***** Records to process *****

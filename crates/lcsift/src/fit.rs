//! Light-curve fitting wrapper.
//!
//! The fitter itself is an external collaborator behind
//! [`LightCurveFitter`]. This module turns each fit attempt into a
//! fixed-shape summary row, whatever the attempt's outcome.

use std::fmt;

use indexmap::IndexMap;
use serde::{Deserialize, Serialize};

use crate::catalog::{PATH_COLUMN, SELECTION_FLAG};
use crate::error::Result;
use crate::metrics::REDSHIFT_KEY;
use crate::store::LightCurveStore;
use crate::table::{Column, Table};

/// Summary column holding the fit status.
pub const FIT_STATUS: &str = "fitstatus";

/// Value of a summary column the fit did not produce.
pub const NOT_FITTED: f64 = -1.0;

/// Parameter values keyed by name.
pub type FitParameters = IndexMap<String, f64>;

/// Inclusive `(low, high)` bounds keyed by parameter name.
pub type FitBounds = IndexMap<String, (f64, f64)>;

/// A fit attempt that failed for any reason.
#[derive(Debug, Clone, PartialEq, thiserror::Error)]
#[error("fit failed: {message}")]
pub struct FitFailure {
    pub message: String,
}

impl FitFailure {
    pub fn new(message: impl Into<String>) -> Self {
        Self {
            message: message.into(),
        }
    }
}

/// Fits a model to one light curve.
///
/// On success, returns the flattened result: parameter values, their errors
/// and covariances, `chisq` and `ndof`, keyed the way the summary columns
/// are named.
pub trait LightCurveFitter {
    fn fit(
        &self,
        light_curve: &Table,
        free_parameters: &[String],
        bounds: &FitBounds,
    ) -> std::result::Result<FitParameters, FitFailure>;
}

impl<F: LightCurveFitter + ?Sized> LightCurveFitter for &F {
    fn fit(
        &self,
        light_curve: &Table,
        free_parameters: &[String],
        bounds: &FitBounds,
    ) -> std::result::Result<FitParameters, FitFailure> {
        (**self).fit(light_curve, free_parameters, bounds)
    }
}

/// Free parameters and summary columns of a fit.
#[derive(Debug, Clone, PartialEq, Serialize, Deserialize)]
#[serde(default)]
pub struct FitConfig {
    pub free_parameters: Vec<String>,
    pub summary_columns: Vec<String>,
    /// Half-width of the redshift bound around the curve's true redshift.
    pub z_bound_err: f64,
}

impl Default for FitConfig {
    fn default() -> Self {
        let strings = |names: &[&str]| names.iter().map(|s| s.to_string()).collect();
        Self {
            free_parameters: strings(&["z", "t0", "x0", "x1", "c"]),
            summary_columns: strings(&[
                "z", "z_err", "t0", "t0_err", "x0", "x0_err", "x1", "x1_err", "c", "c_err",
                "chisq", "ndof", "z_t0_cov", "z_x0_cov", "z_x1_cov", "z_c_cov", "x0_t0_cov",
                "x0_x1_cov", "x0_c_cov", "t0_x1_cov", "t0_c_cov", "x1_c_cov",
            ]),
            z_bound_err: 1e-4,
        }
    }
}

impl FitConfig {
    pub fn with_free_parameters(mut self, parameters: Vec<String>) -> Self {
        self.free_parameters = parameters;
        self
    }

    pub fn with_summary_columns(mut self, columns: Vec<String>) -> Self {
        self.summary_columns = columns;
        self
    }

    pub fn with_z_bound_err(mut self, z_bound_err: f64) -> Self {
        self.z_bound_err = z_bound_err;
        self
    }

    /// Output name of a summary column. Free parameters gain a `_fit`
    /// suffix so they do not collide with the catalog's true values.
    pub fn output_name(&self, column: &str) -> String {
        if self.free_parameters.iter().any(|p| p == column) {
            format!("{}_fit", column)
        } else {
            column.to_string()
        }
    }

    /// Output names of every summary column, in declaration order.
    pub fn output_names(&self) -> Vec<String> {
        self.summary_columns
            .iter()
            .map(|c| self.output_name(c))
            .collect()
    }

    /// Redshift bound around the curve's `z` metadata.
    pub fn bounds(&self, light_curve: &Table) -> Result<FitBounds> {
        let z = light_curve.meta_f64(REDSHIFT_KEY)?;
        let mut bounds = FitBounds::new();
        bounds.insert(
            REDSHIFT_KEY.to_string(),
            (z - self.z_bound_err, z + self.z_bound_err),
        );
        Ok(bounds)
    }
}

/// Outcome of one fit attempt.
#[derive(Debug, Clone, Copy, PartialEq, Eq, Serialize, Deserialize)]
#[serde(rename_all = "lowercase")]
pub enum FitStatus {
    /// The light curve had no rows; no fit was attempted.
    NoData,
    /// The fitter returned an error.
    FitCrash,
    FitOk,
}

impl fmt::Display for FitStatus {
    fn fmt(&self, f: &mut fmt::Formatter<'_>) -> fmt::Result {
        match self {
            FitStatus::NoData => write!(f, "nodata"),
            FitStatus::FitCrash => write!(f, "fitcrash"),
            FitStatus::FitOk => write!(f, "fitok"),
        }
    }
}

/// Fixed-shape summary of one fit: every configured column, by output name.
#[derive(Debug, Clone, PartialEq, Serialize, Deserialize)]
pub struct FitSummary {
    pub status: FitStatus,
    pub values: IndexMap<String, f64>,
}

impl FitSummary {
    /// Fit `light_curve` and summarize the outcome.
    ///
    /// Only missing redshift metadata on a non-empty curve is an error; a
    /// failing fitter yields a `fitcrash` summary.
    pub fn from_light_curve(
        fitter: &impl LightCurveFitter,
        light_curve: &Table,
        config: &FitConfig,
    ) -> Result<Self> {
        if light_curve.row_count() == 0 {
            return Ok(Self::unfitted(FitStatus::NoData, config));
        }

        let bounds = config.bounds(light_curve)?;
        match fitter.fit(light_curve, &config.free_parameters, &bounds) {
            Ok(parameters) => {
                let values = config
                    .summary_columns
                    .iter()
                    .map(|c| {
                        let value = parameters.get(c).copied().unwrap_or(NOT_FITTED);
                        (config.output_name(c), value)
                    })
                    .collect();
                Ok(Self {
                    status: FitStatus::FitOk,
                    values,
                })
            }
            Err(failure) => {
                log::debug!("{}", failure);
                Ok(Self::unfitted(FitStatus::FitCrash, config))
            }
        }
    }

    fn unfitted(status: FitStatus, config: &FitConfig) -> Self {
        Self {
            status,
            values: config
                .output_names()
                .into_iter()
                .map(|name| (name, NOT_FITTED))
                .collect(),
        }
    }
}

/// Fit every selected catalog row and append the summaries as columns.
///
/// Rows with `sel == 1` are fetched from `store`; every other row is
/// summarized as `nodata` without a store lookup.
pub fn fit_catalog(
    catalog: &Table,
    store: &impl LightCurveStore,
    fitter: &impl LightCurveFitter,
    config: &FitConfig,
) -> Result<Table> {
    let names = config.output_names();
    let mut columns: Vec<Vec<f64>> = vec![Vec::with_capacity(catalog.row_count()); names.len()];
    let mut statuses = Vec::with_capacity(catalog.row_count());

    if catalog.row_count() > 0 {
        let paths = catalog.str_values(PATH_COLUMN)?;
        let flags = catalog.float_values(SELECTION_FLAG)?;

        for (path, flag) in paths.iter().zip(&flags) {
            let light_curve = if *flag == 1.0 {
                store.get_table(path)?
            } else {
                Table::new()
            };
            let summary = FitSummary::from_light_curve(fitter, &light_curve, config)?;
            log::debug!("Fit '{}': {}", path, summary.status);

            for (values, name) in columns.iter_mut().zip(&names) {
                values.push(summary.values.get(name).copied().unwrap_or(NOT_FITTED));
            }
            statuses.push(summary.status.to_string());
        }

        let fitted = statuses.iter().filter(|s| *s == "fitok").count();
        log::info!("Fitted {} of {} catalog rows", fitted, catalog.row_count());
    }

    let mut output = catalog.clone();
    for (name, values) in names.into_iter().zip(columns) {
        output.push_column(name, Column::Float(values))?;
    }
    output.push_column(FIT_STATUS, Column::Str(statuses))?;
    Ok(output)
}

*****

## Action item
Both the first line of the data above and the line with "did not produce." must be included; please return exactly those lines and the ones between them.

## Solution to this task
filename crates/lcsift/src/fit.rs
//! Light-curve fitting wrapper.
//!
//! The fitter itself is an external collaborator behind
//! [`LightCurveFitter`]. This module turns each fit attempt into a
//! fixed-shape summary row, whatever the attempt's outcome.

use std::fmt;

use indexmap::IndexMap;
use serde::{Deserialize, Serialize};

use crate::catalog::{PATH_COLUMN, SELECTION_FLAG};
use crate::error::Result;
use crate::metrics::REDSHIFT_KEY;
use crate::store::LightCurveStore;
use crate::table::{Column, Table};

/// Summary column holding the fit status.
pub const FIT_STATUS: &str = "fitstatus";

/// Value of a summary column the fit did not produce.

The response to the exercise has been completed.